Protempo has deals with Apple, Microsoft, Nest (the home security hardware line owned by Google's parent company, Alphabet), Jabra, Lenovo, Amazon (for its Kindle e-readers and Echo speakers) and now Sphero.
He says it's a surprisingly complex business, involving the navigation of California's strict recycling laws around repackaging plus regulations and regulations around the certification of "refurb" product.
Brown says Protempo has developed a good reputation because it is one of the few players to actually take surplus product "out of the channel". That is, taking it out of the US market and selling it in Europe.
In the US, it's illegal to sell refurbished product as new, so Protempo manages the process of selling it online on behalf of its clients. Protempo's store on Amazon, which it uses to flick on refurbished products (and which trades under a different brand name), will do around $40 million in business this calendar year, he says.
All up, Protempo's revenue will be in the $80m to $120m range this year, he says.
On top of the Sphero deal, a major expansion of Protempo's contract with Apple is on the cards.
Brown says Protempo's revenue roughly doubled last year, when the company was number two (behind Xero) in the "Masters of Growth" section of the Deloitte Fast 50 (a new section of the index for more established companies).

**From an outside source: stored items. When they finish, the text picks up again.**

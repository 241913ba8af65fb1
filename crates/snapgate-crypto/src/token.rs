//! Compact signed bearer tokens
//!
//! `base64url(json(claims + exp)) "." base64url(HMAC-SHA256(left, secret))`
//!
//! Producer sessions and viewer gates are both instances of this codec and
//! differ only in claim shape. Tokens are not revocable before `exp`;
//! rotating the secret invalidates every outstanding token at once.

use base64::engine::general_purpose::URL_SAFE_NO_PAD;
use base64::Engine;
use hmac::{Hmac, Mac};
use serde::de::DeserializeOwned;
use serde::{Deserialize, Serialize};
use sha2::Sha256;
use snapgate_core::{Result, SnapError, SnapshotId};
use subtle::ConstantTimeEq;
use zeroize::Zeroizing;

type HmacSha256 = Hmac<Sha256>;

/// Claims carried by a producer session
#[derive(Debug, Clone, PartialEq, Eq, Serialize, Deserialize)]
pub struct ProducerClaims {
    /// Producer identity from the identity provider
    pub uid: String,
}

/// Sentinel marking a viewer gate token
pub const VIEWER_GATE_SENTINEL: &str = "viewer";

/// Claims carried by a viewer gate cookie
#[derive(Debug, Clone, PartialEq, Eq, Serialize, Deserialize)]
pub struct ViewerGateClaims {
    /// Always [`VIEWER_GATE_SENTINEL`]
    pub gate: String,
    /// Snapshot the gate was passed for
    pub sid: SnapshotId,
}

impl ViewerGateClaims {
    /// Gate claims for one snapshot
    pub fn for_snapshot(id: &SnapshotId) -> Self {
        Self {
            gate: VIEWER_GATE_SENTINEL.to_string(),
            sid: id.clone(),
        }
    }

    /// Whether these claims open `id`
    pub fn grants(&self, id: &SnapshotId) -> bool {
        self.gate == VIEWER_GATE_SENTINEL && &self.sid == id
    }
}

/// Signs and verifies tokens with one HMAC secret
#[derive(Clone)]
pub struct TokenCodec {
    secret: Zeroizing<Vec<u8>>,
}

impl std::fmt::Debug for TokenCodec {
    fn fmt(&self, f: &mut std::fmt::Formatter<'_>) -> std::fmt::Result {
        f.debug_struct("TokenCodec").finish_non_exhaustive()
    }
}

impl TokenCodec {
    /// Codec keyed with `secret`
    pub fn new(secret: &[u8]) -> Self {
        Self {
            secret: Zeroizing::new(secret.to_vec()),
        }
    }

    fn mac(&self, data: &[u8]) -> Vec<u8> {
        let Ok(mut mac) = HmacSha256::new_from_slice(&self.secret) else {
            unreachable!("HMAC accepts keys of any length");
        };
        mac.update(data);
        mac.finalize().into_bytes().to_vec()
    }

    /// Sign `claims`, adding `exp = now_secs + ttl_secs`
    ///
    /// Claims must serialise to a JSON object without an `exp` field.
    pub fn sign<C: Serialize>(&self, claims: &C, ttl_secs: u64, now_secs: u64) -> Result<String> {
        let serde_json::Value::Object(mut payload) = serde_json::to_value(claims)? else {
            return Err(SnapError::bad_request("token claims must be a JSON object"));
        };
        if payload.contains_key("exp") {
            return Err(SnapError::bad_request("token claims must not set exp"));
        }
        payload.insert(
            "exp".to_string(),
            serde_json::Value::from(now_secs.saturating_add(ttl_secs)),
        );

        let body = serde_json::to_vec(&payload)?;
        let left = URL_SAFE_NO_PAD.encode(body);
        let signature = URL_SAFE_NO_PAD.encode(self.mac(left.as_bytes()));
        Ok(format!("{left}.{signature}"))
    }

    /// Verify `token` and return its claims
    ///
    /// `None` on a bad signature, bad encoding, a missing or non-numeric
    /// `exp`, or when `now_secs > exp`.
    pub fn verify<C: DeserializeOwned>(&self, token: &str, now_secs: u64) -> Option<C> {
        let (left, signature) = token.split_once('.')?;
        let provided = URL_SAFE_NO_PAD.decode(signature).ok()?;
        let expected = self.mac(left.as_bytes());
        if !bool::from(expected.ct_eq(&provided)) {
            return None;
        }

        let body = URL_SAFE_NO_PAD.decode(left).ok()?;
        let serde_json::Value::Object(mut payload) = serde_json::from_slice(&body).ok()? else {
            return None;
        };
        let exp = payload.remove("exp")?.as_f64()?;
        if now_secs as f64 > exp {
            return None;
        }
        serde_json::from_value(serde_json::Value::Object(payload)).ok()
    }
}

He says his company now employs around 70 staff. The majority are in the US, but Protempo is still registered in NZ (although he now lives in LA, Brown is still on a working visa; he hopes to get a green card next year).
Brown says the company has always been profitable and has never taken on any outside investment.
That could change shortly.
The founder says he's talking to private equity players with an eye on a possible capital raise next year to accelerate growth.
The funds would be used in part to bankroll expansion into Europe, Brown says.